*** Supplied material Section Begins ***
use super::state::{KeyDisposition, PerformanceState, PlayContext, Transition};
use crate::audio::{
    beat_duration, play_progression, play_scale, scale_order, AudioError, AudioHandle, AudioSink, ScaleDirection,
    SinkCommand, NOTE_GATE_PERCENT,
};
use crate::control::{FocusTarget, KeyIntent, KeyboardController, PhysicalKey};
use crate::music::{
    analyze_mode_from_notes, build_chord_from_degree, generate_diatonic_chords, generate_scale, validate_degree,
    ChordInstance, MidiNumber, ModeCandidate, ModeName, Note, Pitch, Scale, TheoryError,
};

/// Identity of one single-shot voice, used to spot stale note-offs
pub type VoiceId = u64;

/// Where a single-shot play came from
#[derive(Debug, Clone, Copy, PartialEq, Eq)]
pub enum SourceKind {
    Mouse,
    Touch,
    Keyboard,
}

/// A single-shot note-off waiting on a timer
#[derive(Debug, Clone, Copy, PartialEq)]
pub struct PendingRelease {
    pub pitch: Pitch,
    pub voice: VoiceId,
    pub after: Duration,
}

/// Tunables for a session
#[derive(Debug, Clone, PartialEq)]
pub struct SessionSettings {
    pub context: PlayContext,
    pub tempo_bpm: f64,
    /// How long a click-played note sounds
    pub single_shot: Duration,
    /// How long a previewed chord sounds
    pub chord_duration: Duration,
}

impl Default for SessionSettings {
    fn default() -> Self {
        Self {
            context: PlayContext::default(),
            tempo_bpm: 120.0,
            single_shot: Duration::from_millis(500),
            chord_duration: Duration::from_millis(1000),
        }
    }
}

/// Live performance session over an audio sink
#[derive(Debug)]
pub struct Session<S: AudioSink> {
    audio: AudioHandle<S>,
    controller: KeyboardController,
    context: PlayContext,
    state: PerformanceState,
    enabled: bool,
    help_visible: bool,
    tempo_bpm: f64,
    single_shot: Duration,
    chord_duration: Duration,
    next_voice: VoiceId,
    /// Single-shot voices currently highlighted
    active_notes: BTreeMap<MidiNumber, VoiceId>,
}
*** Supplied material Section Ends ***
### How to complete this task
Would you show all lines of the material above that contain the word "MidiNumber"?

### The completed task
    ChordInstance, MidiNumber, ModeCandidate, ModeName, Note, Pitch, Scale, TheoryError,
    active_notes: BTreeMap<MidiNumber, VoiceId>,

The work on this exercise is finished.